[ACTIVITY]
Print exactly what the entries say, line by line, from the first line down to the one with "and **up** vectors", inclusive.

*** DATA SECTION Section Begins ***

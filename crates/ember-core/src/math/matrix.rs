// Copyright 2025 eraflo
//
// Licensed under the Apache License, Version 2.0 (the "License");
// you may not use this file except in compliance with the License.
// You may obtain a copy of the License at
//
//     http://www.apache.org/licenses/LICENSE-2.0
//
// Unless required by applicable law or agreed to in writing, software
// distributed under the License is distributed on an "AS IS" BASIS,
// WITHOUT WARRANTIES OR CONDITIONS OF ANY KIND, either express or implied.
// See the License for the specific language governing permissions and
// limitations under the License.

//! Defines the `Mat3` and `Mat4` types and the projection builders used by the
//! shadow scheduler.
//!
//! Orientation convention: a `Mat3` used as an axis stores the world-space
//! **forward**, **left** and **up** vectors in `cols[0]`, `cols[1]` and
//! `cols[2]`. Clip space follows the GL convention (`z` in `[-1, 1]`) and view
//! space looks down `-z`.

use super::{degrees_to_radians, Vec3, Vec4, EPSILON};
use std::ops::Mul;

// --- Mat3 ---

/// A 3x3 column-major matrix, used as an orientation basis.
#[derive(Debug, Clone, Copy, PartialEq)]
#[repr(C)]
pub struct Mat3 {
    /// The columns of the matrix. `cols[0]` is the first column, and so on.
    pub cols: [Vec3; 3],
}

impl Mat3 {
    /// Forward along X, left along Y, up along Z.
    pub const IDENTITY: Self = Self {
        cols: [Vec3::X, Vec3::Y, Vec3::Z],
    };

    /// Creates a new matrix from three column vectors.
    #[inline]
    pub fn from_cols(c0: Vec3, c1: Vec3, c2: Vec3) -> Self {
        Self { cols: [c0, c1, c2] }
    }

    /// Builds a right-handed basis from a forward and an up vector.
    ///
    /// The left vector is `up × forward`.
    #[inline]
    pub fn from_forward_up(forward: Vec3, up: Vec3) -> Self {
        Self::from_cols(forward, up.cross(forward), up)
    }

    /// The forward axis.
    #[inline]
    pub fn forward(&self) -> Vec3 {
        self.cols[0]
    }

    /// The left axis.
    #[inline]
    pub fn left(&self) -> Vec3 {
        self.cols[1]
    }

    /// The up axis.
    #[inline]
    pub fn up(&self) -> Vec3 {
        self.cols[2]
    }

    /// Returns the transpose of the matrix.
    #[inline]
    pub fn transpose(&self) -> Self {
        let [a, b, c] = self.cols;
        Self::from_cols(
            Vec3::new(a.x, b.x, c.x),
            Vec3::new(a.y, b.y, c.y),
            Vec3::new(a.z, b.z, c.z),
        )
    }
}

impl Default for Mat3 {
    #[inline]
    fn default() -> Self {
        Self::IDENTITY
    }
}

impl Mul<Vec3> for Mat3 {
    type Output = Vec3;
    /// Maps a local `(forward, left, up)` coordinate to world space.
    #[inline]
    fn mul(self, rhs: Vec3) -> Vec3 {
        self.cols[0] * rhs.x + self.cols[1] * rhs.y + self.cols[2] * rhs.z
    }
}

// --- Mat4 ---

/// A 4x4 column-major matrix for transforms, views and projections.
#[derive(Debug, Clone, Copy, PartialEq)]
#[repr(C)]
pub struct Mat4 {
    /// The columns of the matrix. `cols[0]` is the first column, and so on.
    pub cols: [Vec4; 4],
}

impl Mat4 {
    /// The 4x4 identity matrix.
    pub const IDENTITY: Self = Self {
        cols: [Vec4::X, Vec4::Y, Vec4::Z, Vec4::W],
    };

    /// A 4x4 matrix with all elements set to 0.
    pub const ZERO: Self = Self {
        cols: [Vec4::ZERO; 4],
    };

    /// Maps clip space `[-1, 1]³` into texture space `[0, 1]³`.
    pub const TEXTURE_SCALE_BIAS: Self = Self {
        cols: [
            Vec4::new(0.5, 0.0, 0.0, 0.0),
            Vec4::new(0.0, 0.5, 0.0, 0.0),
            Vec4::new(0.0, 0.0, 0.5, 0.0),
            Vec4::new(0.5, 0.5, 0.5, 1.0),
        ],
    };

    /// Creates a new matrix from four column vectors.
    #[inline]
    pub fn from_cols(c0: Vec4, c1: Vec4, c2: Vec4, c3: Vec4) -> Self {
        Self {
            cols: [c0, c1, c2, c3],
        }
    }

    /// Creates a new matrix from four row vectors.
    #[inline]
    pub fn from_rows(r0: Vec4, r1: Vec4, r2: Vec4, r3: Vec4) -> Self {
        Self::from_cols(r0, r1, r2, r3).transpose()
    }

    /// Returns a row of the matrix as a `Vec4`.
    #[inline]
    pub fn get_row(&self, index: usize) -> Vec4 {
        Vec4::new(
            self.cols[0].get(index),
            self.cols[1].get(index),
            self.cols[2].get(index),
            self.cols[3].get(index),
        )
    }

    /// Returns the element at `row`, `col`.
    #[inline]
    pub fn get(&self, row: usize, col: usize) -> f32 {
        self.cols[col].get(row)
    }

    /// Creates a translation matrix.
    #[inline]
    pub fn from_translation(v: Vec3) -> Self {
        let mut m = Self::IDENTITY;
        m.cols[3] = Vec4::from_vec3(v, 1.0);
        m
    }

    /// Creates a world matrix placing a local basis `axis` at `origin`.
    #[inline]
    pub fn from_axis_origin(axis: &Mat3, origin: Vec3) -> Self {
        Self::from_cols(
            Vec4::from_vec3(axis.cols[0], 0.0),
            Vec4::from_vec3(axis.cols[1], 0.0),
            Vec4::from_vec3(axis.cols[2], 0.0),
            Vec4::from_vec3(origin, 1.0),
        )
    }

    /// Builds the view matrix of an observer at `origin` oriented by `axis`.
    ///
    /// View-space `x` points right (`-left`), `y` up and `-z` forward.
    pub fn light_view(origin: Vec3, axis: &Mat3) -> Self {
        let (fwd, left, up) = (axis.forward(), axis.left(), axis.up());
        Self::from_rows(
            Vec4::from_vec3(-left, left.dot(origin)),
            Vec4::from_vec3(up, -up.dot(origin)),
            Vec4::from_vec3(-fwd, fwd.dot(origin)),
            Vec4::W,
        )
    }

    /// Perspective projection from horizontal and vertical field of view in degrees.
    pub fn perspective_fov(x_fov_deg: f32, y_fov_deg: f32, z_near: f32, z_far: f32) -> Self {
        let x_max = z_near * degrees_to_radians(x_fov_deg * 0.5).tan();
        let y_max = z_near * degrees_to_radians(y_fov_deg * 0.5).tan();
        let depth = z_far - z_near;

        Self::from_rows(
            Vec4::new(z_near / x_max, 0.0, 0.0, 0.0),
            Vec4::new(0.0, z_near / y_max, 0.0, 0.0),
            Vec4::new(
                0.0,
                0.0,
                -(z_far + z_near) / depth,
                -2.0 * z_far * z_near / depth,
            ),
            Vec4::new(0.0, 0.0, -1.0, 0.0),
        )
    }

    /// Orthographic projection of a box with half sizes `x_size`, `y_size`
    /// between `z_near` and `z_far`.
    pub fn orthographic_extents(x_size: f32, y_size: f32, z_near: f32, z_far: f32) -> Self {
        let depth = z_far - z_near;
        Self::from_rows(
            Vec4::new(1.0 / x_size, 0.0, 0.0, 0.0),
            Vec4::new(0.0, 1.0 / y_size, 0.0, 0.0),
            Vec4::new(0.0, 0.0, -2.0 / depth, -(z_far + z_near) / depth),
            Vec4::W,
        )
    }

    /// 2D scale-bias that remaps `[xmin, xmax] × [ymin, ymax]` onto `[-1, 1]²`.
    ///
    /// Returns `None` when the rectangle has no area.
    pub fn crop_2d(xmin: f32, xmax: f32, ymin: f32, ymax: f32) -> Option<Self> {
        let dx = xmax - xmin;
        let dy = ymax - ymin;
        if !(dx >= EPSILON && dy >= EPSILON) {
            return None;
        }
        Some(Self::from_rows(
            Vec4::new(2.0 / dx, 0.0, 0.0, -(xmax + xmin) / dx),
            Vec4::new(0.0, 2.0 / dy, 0.0, -(ymax + ymin) / dy),
            Vec4::Z,
            Vec4::W,
        ))
    }

    /// Returns the transpose of the matrix, where rows and columns are swapped.
    #[inline]
    pub fn transpose(&self) -> Self {
        Self::from_cols(
            self.get_row(0),
            self.get_row(1),
            self.get_row(2),
            self.get_row(3),
        )
    }

    /// Transforms a point (`w = 1`) without perspective division.
    #[inline]
    pub fn transform_point(&self, p: Vec3) -> Vec3 {
        (*self * Vec4::from_vec3(p, 1.0)).truncate()
    }

    /// Inverse of a matrix made of rotation, scale and translation only.
    ///
    /// Returns `None` when the 3x3 part is singular.
    pub fn affine_inverse(&self) -> Option<Self> {
        let a = self.cols[0].truncate();
        let b = self.cols[1].truncate();
        let c = self.cols[2].truncate();
        let t = self.cols[3].truncate();

        let bc = b.cross(c);
        let det = a.dot(bc);
        if det.abs() < EPSILON {
            return None;
        }
        let inv_det = 1.0 / det;
        let r0 = bc * inv_det;
        let r1 = c.cross(a) * inv_det;
        let r2 = a.cross(b) * inv_det;

        Some(Self::from_rows(
            Vec4::from_vec3(r0, -r0.dot(t)),
            Vec4::from_vec3(r1, -r1.dot(t)),
            Vec4::from_vec3(r2, -r2.dot(t)),
            Vec4::W,
        ))
    }

    /// Returns the 16 elements in column-major order.
    #[inline]
    pub fn to_cols_array(&self) -> [f32; 16] {
        let mut out = [0.0; 16];
        for (i, col) in self.cols.iter().enumerate() {
            out[i * 4..i * 4 + 4].copy_from_slice(&col.to_array());
        }
        out
    }
}

impl Default for Mat4 {
    /// Returns the 4x4 identity matrix.
    #[inline]
    fn default() -> Self {
        Self::IDENTITY
    }
}

impl Mul<Mat4> for Mat4 {
    type Output = Self;
    #[inline]
    fn mul(self, rhs: Mat4) -> Self {
        Self::from_cols(
            self * rhs.cols[0],
            self * rhs.cols[1],
            self * rhs.cols[2],
            self * rhs.cols[3],
        )
    }
}

impl Mul<Vec4> for Mat4 {
    type Output = Vec4;
    /// Transforms a `Vec4` by this matrix.
    #[inline]
    fn mul(self, rhs: Vec4) -> Vec4 {
        self.cols[0] * rhs.x + self.cols[1] * rhs.y + self.cols[2] * rhs.z + self.cols[3] * rhs.w
    }
}

#[cfg(test)]
mod tests {
    use super::*;
    use approx::assert_abs_diff_eq;

    fn clip(m: &Mat4, p: Vec3) -> Vec3 {
        let v = *m * Vec4::from_vec3(p, 1.0);
        v.truncate() / v.w
    }

    #[test]
    fn test_light_view_looks_down_negative_z() {
        let origin = Vec3::new(10.0, 2.0, -3.0);
        let view = Mat4::light_view(origin, &Mat3::IDENTITY);

        assert_eq!(view.transform_point(origin), Vec3::ZERO);
        let ahead = view.transform_point(origin + Vec3::X * 5.0);
        assert_abs_diff_eq!(ahead.z, -5.0);
        let to_the_left = view.transform_point(origin + Vec3::Y);
        assert_abs_diff_eq!(to_the_left.x, -1.0);
        let above = view.transform_point(origin + Vec3::Z);
        assert_abs_diff_eq!(above.y, 1.0);
    }

    #[test]
    fn test_perspective_maps_near_and_far_planes() {
        let proj = Mat4::perspective_fov(90.0, 90.0, 1.0, 100.0);
        let near = clip(&proj, Vec3::new(0.0, 0.0, -1.0));
        let far = clip(&proj, Vec3::new(0.0, 0.0, -100.0));
        assert_abs_diff_eq!(near.z, -1.0, epsilon = 1e-5);
        assert_abs_diff_eq!(far.z, 1.0, epsilon = 1e-4);

        // 90 degrees: the frustum edge at depth d sits at x = d.
        let edge = clip(&proj, Vec3::new(10.0, 0.0, -10.0));
        assert_abs_diff_eq!(edge.x, 1.0, epsilon = 1e-5);
    }

    #[test]
    fn test_orthographic_maps_depth_range() {
        let proj = Mat4::orthographic_extents(4.0, 2.0, 1.0, 9.0);
        assert_abs_diff_eq!(clip(&proj, Vec3::new(0.0, 0.0, -1.0)).z, -1.0);
        assert_abs_diff_eq!(clip(&proj, Vec3::new(0.0, 0.0, -9.0)).z, 1.0);
        assert_abs_diff_eq!(clip(&proj, Vec3::new(4.0, 2.0, -5.0)).x, 1.0);
        assert_abs_diff_eq!(clip(&proj, Vec3::new(4.0, 2.0, -5.0)).y, 1.0);
    }

    #[test]
    fn test_crop_2d_remaps_rectangle_to_ndc() {
        let crop = Mat4::crop_2d(-0.5, 0.25, 0.0, 1.0).expect("rectangle with area");
        let lo = clip(&crop, Vec3::new(-0.5, 0.0, 0.3));
        let hi = clip(&crop, Vec3::new(0.25, 1.0, 0.3));
        assert_abs_diff_eq!(lo.x, -1.0);
        assert_abs_diff_eq!(lo.y, -1.0);
        assert_abs_diff_eq!(hi.x, 1.0);
        assert_abs_diff_eq!(hi.y, 1.0);
        assert_abs_diff_eq!(hi.z, 0.3);
    }

    #[test]
    fn test_crop_2d_rejects_flat_rectangles() {
        assert!(Mat4::crop_2d(1.0, 1.0, -1.0, 1.0).is_none());
        assert!(Mat4::crop_2d(-1.0, 1.0, 0.5, 0.5).is_none());
        assert!(Mat4::crop_2d(0.5, -0.5, -1.0, 1.0).is_none());
        assert!(Mat4::crop_2d(f32::NAN, 1.0, -1.0, 1.0).is_none());
    }

    #[test]
    fn test_texture_scale_bias() {
        let p = Mat4::TEXTURE_SCALE_BIAS.transform_point(Vec3::new(-1.0, 1.0, 0.0));
        assert_eq!(p, Vec3::new(0.0, 1.0, 0.5));
    }

    #[test]
    fn test_affine_inverse_round_trip() {
        let axis = Mat3::from_forward_up(Vec3::Y, Vec3::Z);
        let mut world = Mat4::from_axis_origin(&axis, Vec3::new(3.0, -1.0, 2.0));
        world.cols[0] = world.cols[0] * 2.0;
        let inv = world.affine_inverse().expect("invertible");
        let p = Vec3::new(0.5, 4.0, -2.0);
        let back = inv.transform_point(world.transform_point(p));
        assert_abs_diff_eq!(back.x, p.x, epsilon = 1e-5);
        assert_abs_diff_eq!(back.y, p.y, epsilon = 1e-5);
        assert_abs_diff_eq!(back.z, p.z, epsilon = 1e-5);

        assert!(Mat4::ZERO.affine_inverse().is_none());
    }

    #[test]
    fn test_from_rows_matches_get() {
        let m = Mat4::from_rows(
            Vec4::new(1.0, 2.0, 3.0, 4.0),
            Vec4::new(5.0, 6.0, 7.0, 8.0),
            Vec4::new(9.0, 10.0, 11.0, 12.0),
            Vec4::new(13.0, 14.0, 15.0, 16.0),
        );
        assert_eq!(m.get(2, 3), 12.0);
        assert_eq!(m.get(3, 2), 15.0);
        assert_eq!(m.to_cols_array()[1], 5.0);
    }
}
// Copyright 2025 eraflo
//
// Licensed under the Apache License, Version 2.0 (the "License");
// you may not use this file except in compliance with the License.
// You may obtain a copy of the License at
//
//     http://www.apache.org/licenses/LICENSE-2.0
//
// Unless required by applicable law or agreed to in writing, software
// distributed under the License is distributed on an "AS IS" BASIS,
// WITHOUT WARRANTIES OR CONDITIONS OF ANY KIND, either express or implied.
// See the License for the specific language governing permissions and
// limitations under the License.

//! Draw statistics gathered by the back end during a frame.

/// Counters accumulated by every draw the back end issues.
///
/// Shadow pass draws are counted twice: once in the general counters and
/// once in the `shadow_*` counters.
#[derive(Debug, Clone, Copy, PartialEq, Eq)]
pub struct RenderCounter {
    /// Number of GPU draw calls.
    pub draw_calls: u32,
    /// Number of indices submitted, multiplied by the instance count.
    pub draw_indexes: u32,
    /// Number of vertices submitted, multiplied by the instance count.
    pub draw_verts: u32,
    /// Draw calls issued by shadow map passes.
    pub shadow_draw_calls: u32,
    /// Indices submitted by shadow map passes.
    pub shadow_draw_indexes: u32,
    /// Vertices submitted by shadow map passes.
    pub shadow_draw_verts: u32,
    /// Number of shadow maps rendered this frame.
    pub shadow_map_draws: u32,
}

impl Default for RenderCounter {
    fn default() -> Self {
        Self {
            draw_calls: 0,
            draw_indexes: 0,
            draw_verts: 0,
            shadow_draw_calls: 0,
            shadow_draw_indexes: 0,
            shadow_draw_verts: 0,
            shadow_map_draws: 0,
        }
    }
}

impl RenderCounter {
    /// Resets every counter, called at the start of a frame.
    pub fn reset(&mut self) {
        *self = Self::default();
    }
}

*** DATA SECTION Section Ends ***

[FINISHED TASK]
filename crates/ember-core/src/math/matrix.rs
// Copyright 2025 eraflo
//
// Licensed under the Apache License, Version 2.0 (the "License");
// you may not use this file except in compliance with the License.
// You may obtain a copy of the License at
//
//     http://www.apache.org/licenses/LICENSE-2.0
//
// Unless required by applicable law or agreed to in writing, software
// distributed under the License is distributed on an "AS IS" BASIS,
// WITHOUT WARRANTIES OR CONDITIONS OF ANY KIND, either express or implied.
// See the License for the specific language governing permissions and
// limitations under the License.

//! Defines the `Mat3` and `Mat4` types and the projection builders used by the
//! shadow scheduler.
//!
//! Orientation convention: a `Mat3` used as an axis stores the world-space
//! **forward**, **left** and **up** vectors in `cols[0]`, `cols[1]` and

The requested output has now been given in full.